必ず受け入れてくれるとわかっているから…だから、僕は。
ごめんよ、フランソワーズ。
5
居間に戻ってきたグレートは、仲間たちに軽く肩をすくめてみせた。
「ったく…!やってらんねーよな」
ジェットが毒づくと、張々湖もため息をついた。
「フランソワーズに饅頭の作り方教えてくれって言われてたから、私、仕込みしてたアルのに…もう時間遅すぎるアルねえ」
「僕も、今日撮ったイルカのビデオを見せるつもりだったんだけどな…」
「まあ、諦めるんだな…ああなっちゃどうしようもねえ」
アルベルトは小馬鹿にしたように張々湖とピュンマを振り向き、笑った。
「で?少しは進展してるのか?キスぐらいしたのかよ?」
「いや…わかりきったことをきくなよ、002…さっきからずーっと同じさ。

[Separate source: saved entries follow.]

//! Outbound agent events and the bus the host drains after each tick.

use crossbeam_channel::{bounded, Receiver, Sender};
use glam::Vec3;
use serde::{Deserialize, Serialize};

use crate::fault::AgentFault;
use crate::state::AgentState;
use sentinel_common::{EntityId, ItemTypeId};

/// Observable events for animation, UI, audio and quest listeners.
#[derive(Debug, Clone, PartialEq, Serialize, Deserialize)]
pub enum AgentEvent {
    /// State changed
    StateChanged {
        /// Agent
        agent: EntityId,
        /// Previous state
        from: AgentState,
        /// New state
        to: AgentState,
    },
    /// Target sensed while idle or patrolling
    TargetDetected {
        /// Agent
        agent: EntityId,
        /// Target handle
        target: EntityId,
    },
    /// Target left detection range or stopped resolving
    TargetLost {
        /// Agent
        agent: EntityId,
    },
    /// One attack pushed through the target's combat contract
    AttackResolved {
        /// Attacker
        agent: EntityId,
        /// Target handle
        target: EntityId,
        /// Damage dealt
        damage: i32,
    },
    /// Health changed (health bar notification)
    HealthChanged {
        /// Agent
        agent: EntityId,
        /// Current health
        current: i32,
        /// Maximum health
        max: i32,
    },
    /// Agent died
    Death {
        /// Agent
        agent: EntityId,
    },
    /// An item dropped on death
    LootDropped {
        /// Agent that dropped it
        agent: EntityId,
        /// Item type
        item: ItemTypeId,
        /// Where it dropped
        position: Vec3,
    },
    /// Removal grace period elapsed; the host should destroy the entity
    Removed {
        /// Agent
        agent: EntityId,
    },
    /// A locally handled fault
    Fault {
        /// Agent
        agent: EntityId,
        /// What went wrong
        fault: AgentFault,
    },
}

impl AgentEvent {
    /// Agent the event is about.
    #[must_use]
    pub fn agent(&self) -> EntityId {
        match self {
            Self::StateChanged { agent, .. }
            | Self::TargetDetected { agent, .. }
            | Self::TargetLost { agent }
            | Self::AttackResolved { agent, .. }
            | Self::HealthChanged { agent, .. }
            | Self::Death { agent }
            | Self::LootDropped { agent, .. }
            | Self::Removed { agent }
            | Self::Fault { agent, .. } => *agent,
        }
    }
}

/// Event bus for broadcasting agent events to the host.
#[derive(Debug)]
pub struct EventBus {
    /// Sender for broadcasting events
    sender: Sender<AgentEvent>,
    /// Receiver for collecting events
    receiver: Receiver<AgentEvent>,
    /// Channel capacity
    capacity: usize,
}

impl Default for EventBus {
    fn default() -> Self {
        Self::new(1024)
    }
}

impl EventBus {
    /// Creates a new event bus with the given capacity.
    #[must_use]
    pub fn new(capacity: usize) -> Self {
        let (sender, receiver) = bounded(capacity);
        Self {
            sender,
            receiver,
            capacity,
        }
    }

    /// Publishes an event. Returns `false` if the bus was full and the event dropped.
    pub fn publish(&self, event: AgentEvent) -> bool {
        self.sender.try_send(event).is_ok()
    }

    /// Drains all pending events.
    pub fn drain(&self) -> Vec<AgentEvent> {
        self.receiver.try_iter().collect()
    }

    /// Drains pending events into every handler, in order.
    pub fn dispatch(&self, handlers: &mut [&mut dyn EventHandler]) -> usize {
        let mut count = 0;
        for event in self.receiver.try_iter() {
            for handler in handlers.iter_mut() {
                handler.handle(&event);
            }
            count += 1;
        }
        count
    }

    /// Returns the number of pending events.
    #[must_use]
    pub fn pending_count(&self) -> usize {
        self.receiver.len()
    }

    /// Returns the channel capacity.
    #[must_use]
    pub const fn capacity(&self) -> usize {
        self.capacity
    }

    /// Creates a new sender handle for publishing events.
    #[must_use]
    pub fn sender(&self) -> Sender<AgentEvent> {
        self.sender.clone()
    }
}

/// Observer for drained events.
pub trait EventHandler {
    /// Handles an event.
    fn handle(&mut self, event: &AgentEvent);
}

/// Handler that keeps every event it sees.
#[derive(Debug, Default)]
pub struct EventLog {
    /// Events in arrival order.
    pub events: Vec<AgentEvent>,
}

impl EventHandler for EventLog {
    fn handle(&mut self, event: &AgentEvent) {
        self.events.push(event.clone());
    }
}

だまーって手ぇつないで海を見てやがる」
「スゴイなぁ…!もう2時間近いんじゃないか?」
「フランソワーズ、辛抱強い子アルからねえ……」
張々湖の言葉に、仲間たちはうんうんとうなずいた。
「でも、ジョーにしてはよくやったとも言えるよ。ヤキモチ妬くなんて、たいした進歩だ。たとえとてつもなく的はずれだとしてもね」
「な〜に言ってやがるんだ008、野郎の嫉妬ほどみっともないモンはないんだぜ?」
「そんな立派なモノじゃないよ」
不意に赤ん坊の声が響く。
振り向いた仲間たちを、イワンが浮かんだゆりかごの縁から見下ろしていた。
「あれは、ただのワガママさ…きょうだいにママをとられて、くやしくって駄々をこねてるんだ」
「…ジョーもお前に言われたくはないだろう、001よ」
苦笑するグレートに、イワンはきわめて不機嫌そうに言った。
「僕の新しいおくるみ…もうできてるはずだったのに。今日はジョーがずーっと隣にくっついてたから、フランソワーズ、集中して編めなかったんだよ…僕、もうすぐ夜の時間に入っちゃうのになあ…」
「我慢しろよ、イワン…男の子だろ?」
半分茶化すような口調のピュンマに、イワンはむっと黙った。
「それにしても…いつものことやのに、なんで今日に限ってイキナリあんなこと言い出したアルか、ジョーは。何か特別不機嫌になるような…イヤなことでもあったアルかね?」
「今日、初めて気付いた…ってことなんだろうな。ま、明日からは俺たちも気をつけるさ」
「アイヤー、何年かかって気付いたアルか〜!ホントに困った子アルなぁ!」
これじゃ先が思いやられる…と言いかけて、張々湖は口を噤んだ。
もちろん、全員同じことを考えているに違いないのだから。